Nonostante l’enorme impatto sanitario, sociale, economico e, non da ultimo, emotivo, Nagasaki ha saputo davvero risorgere “dalle proprie ceneri”, riprendendosi il ruolo di grande snodo economico e commerciale del Giappone. Oggi Nagasaki è una vivace città portuale dove modernità e tradizione giapponese si incontrano e si fondono, dando vita ad un connubio che affascina e coinvolge chi visita questa città, trovandola ricca di bellezze naturali, monumentali e architettoniche. Tanti luoghi ricordano le drammatiche pagine della Seconda Guerra Mondiale, ma non mancano giardini, templi e chiese, mercati e viste panoramiche, come quella che si gode dal Monte Inasa, una delle principali attrazioni della città che, con i suoi oltre 300 metri di altezza, offre una vista spettacolare su Nagasaki e sulla meravigliosa baia circostante, detta delle 99 isole. La salita al monte può essere fatta con una panoramica funivia e, una volta in cima, i visitatori possono ammirare un panorama mozzafiato, soprattutto al tramonto quando le luci della città si accendono.

Un’importante attrazione culturale e spirituale è il tempio Sofukuji, costruito nel 1629, cui si accede salendo una lunga scalinata che mette alla prova la resistenza fisica del solerte visitatore, ma che ricompensa in cima con l’atmosfera unica e affascinante di un’architettura che è un mix di stili cinesi e giapponesi, con le splendide colonne rosse, i draghi scolpiti e le bellissime decorazioni, permettendo inoltre di godere di un’esperienza di tranquillità e spiritualità.
In città ci si muove facilmente con i mezzi pubblici, in particolare i tram, le cui diverse linee conducono alle zone cittadine di maggiore interesse: i viaggiatori sono molto ordinati e cortesi, non ci sono spintoni né persone che parlano ad alta voce e non è raro veder salite giovani donne avvolte nei delicati colori dei kimono.

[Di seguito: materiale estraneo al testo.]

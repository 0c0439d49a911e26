// core/src/services/catalog.rs

//! Product browsing and superuser-only catalog mutation.
//!
//! Authorization is checked by the caller (the HTTP gate); this service only
//! enforces catalog rules.

use crate::error::{ShopError, ShopResult};
use crate::models::{NewProduct, Product, ProductChanges, ProductPage, ProductQuery};
use crate::policy::{
  check_max_len, page_offset, StockVisibility, MAX_CATEGORY_LEN, MAX_IMAGE_URL_LEN, MAX_PAGE_SIZE,
  MAX_PRODUCT_NAME_LEN,
};
use crate::store::ProductStore;
use std::sync::Arc;
use tracing::{info, instrument, warn};

pub struct CatalogService {
  products: Arc<dyn ProductStore>,
  visibility: StockVisibility,
}

fn validate_new_product(product: &NewProduct) -> ShopResult<()> {
  if product.name.trim().is_empty() {
    return Err(ShopError::Validation("Product name is required.".to_string()));
  }
  validate_text_fields(Some(&product.name), product.image_url.as_deref(), product.category.as_deref())?;
  validate_amounts(Some(product.price), Some(product.stock))
}

fn validate_text_fields(name: Option<&str>, image_url: Option<&str>, category: Option<&str>) -> ShopResult<()> {
  if let Some(name) = name {
    check_max_len("Product name", name, MAX_PRODUCT_NAME_LEN)?;
  }
  if let Some(image_url) = image_url {
    check_max_len("Image URL", image_url, MAX_IMAGE_URL_LEN)?;
  }
  if let Some(category) = category {
    check_max_len("Category", category, MAX_CATEGORY_LEN)?;
  }
  Ok(())
}

fn validate_amounts(price: Option<i64>, stock: Option<i32>) -> ShopResult<()> {
  if price.is_some_and(|p| p < 0) {
    return Err(ShopError::Validation("Price cannot be negative.".to_string()));
  }
  if stock.is_some_and(|s| s < 0) {
    return Err(ShopError::Validation("Stock cannot be negative.".to_string()));
  }
  Ok(())
}

impl CatalogService {
  pub fn new(products: Arc<dyn ProductStore>, visibility: StockVisibility) -> Self {
    Self { products, visibility }
  }

  /// One page of the catalog, ordered by id. `page` is 1-based.
  #[instrument(name = "catalog_service::list", skip(self))]
  pub async fn list(&self, page: i64, page_size: i64, search: Option<&str>) -> ShopResult<ProductPage> {
    if page < 1 {
      return Err(ShopError::Validation("page must be at least 1".to_string()));
    }
    if !(1..=MAX_PAGE_SIZE).contains(&page_size) {
      return Err(ShopError::Validation(format!(
        "page_size must be between 1 and {}",
        MAX_PAGE_SIZE
      )));
    }

    let offset = page_offset(page, page_size)
      .ok_or_else(|| ShopError::Validation("page is out of range".to_string()))?;
    let query = ProductQuery {
      offset,
      limit: page_size,
      search: search.map(str::trim).filter(|s| !s.is_empty()).map(str::to_string),
      in_stock_only: self.visibility == StockVisibility::HideOutOfStock,
    };
    let (items, total) = self.products.list(&query).await?;
    info!(returned = items.len(), total, "Products listed.");

    Ok(ProductPage {
      items,
      total,
      page,
      page_size,
    })
  }

  /// Every stored product, whatever the listing visibility says.
  pub async fn count_all(&self) -> ShopResult<i64> {
    let query = ProductQuery {
      offset: 0,
      limit: 1,
      search: None,
      in_stock_only: false,
    };
    let (_, total) = self.products.list(&query).await?;
    Ok(total)
  }

  pub async fn get(&self, id: i64) -> ShopResult<Product> {
    self.products.get(id).await?.ok_or_else(|| {
      warn!(product_id = id, "Product not found.");
      ShopError::product_not_found(id)
    })
  }

  #[instrument(name = "catalog_service::create", skip(self, new_product), fields(name = %new_product.name))]
  pub async fn create(&self, new_product: NewProduct) -> ShopResult<Product> {
    validate_new_product(&new_product)?;
    let product = self.products.create(new_product).await?;
    info!(product_id = product.id, "Product created.");
    Ok(product)
  }

  #[instrument(name = "catalog_service::update", skip(self, changes))]
  pub async fn update(&self, id: i64, changes: ProductChanges) -> ShopResult<Product> {
    if changes.name.as_deref().is_some_and(|n| n.trim().is_empty()) {
      return Err(ShopError::Validation("Product name cannot be blank.".to_string()));
    }
    validate_text_fields(
      changes.name.as_deref(),
      changes.image_url.as_deref(),
      changes.category.as_deref(),
    )?;
    validate_amounts(changes.price, changes.stock)?;
    let product = self
      .products
      .update(id, changes)
      .await?
      .ok_or_else(|| ShopError::product_not_found(id))?;
    info!("Product updated.");
    Ok(product)
  }

  #[instrument(name = "catalog_service::delete", skip(self))]
  pub async fn delete(&self, id: i64) -> ShopResult<()> {
    if !self.products.delete(id).await? {
      return Err(ShopError::product_not_found(id));
    }
    info!("Product deleted.");
    Ok(())
  }
}
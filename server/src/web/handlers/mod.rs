// server/src/web/handlers/mod.rs

pub mod auth_handlers;
pub mod order_handlers;
pub mod payment_handlers;
pub mod product_handlers;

Una delle maggiori curiosità è l’autista in guanti bianchi che è collocato vicino all’uscita e ad ogni fermata saluta con cortesia ogni singolo viaggiatore che scende!
Non deve spaventare la visita ai luoghi commemorativi della distruzione operata dalla bomba atomica, perché qui i luoghi e le cose, pur sempre segni e simboli del drammatico passato, sanno trasmettere anche un senso di pace, di speranza, di fratellanza e di caparbia capacità di ripresa. È così che attorno all’epicentro del luogo in cui è esplosa la bomba, segnalato da un’imponente stele nera, si sviluppa il cosiddetto “Parco della Pace”, che trasforma un luogo di distruzione in una meravigliosa area verde dove tra piante, fiori e fontane si inseriscono memoriali e monumenti donati da vari paesi del mondo come simbolo di pace e comunità, rendendo questo luogo uno deipiù suggestivi ed emozionanti della città. Su una collina all’interno del Parco della Pace, il Museo della Bomba offre un percorso toccante che permette al visitatore di approfondire la drammatica pagina di storia scritta dalla bomba atomica, presentando quei momenti attraverso immagini, reperti e testimonianze.

Sono trascorsi ottant’anni da quel giorno, così lontano ma anche così vicino agli avvenimenti del periodo che stiamo vivendo. Siamo passati attraverso la guerra fredda, gli accordi, lo stop al nucleare, la voce ammonitrice della scienza, e poi, ecco la nuova corsa alle atomiche ed oggi un mondo continuamente sull’orlo di una crisi globale. Visitare Nagasaki ci ricorda la forza e la resistenza dell’uomo, ma anche la sua debolezza, e parla al nostro animo di pace e fratellanza, per non dimenticare e per opporci con forza alle guerre e alla distruzione operata dalle armi.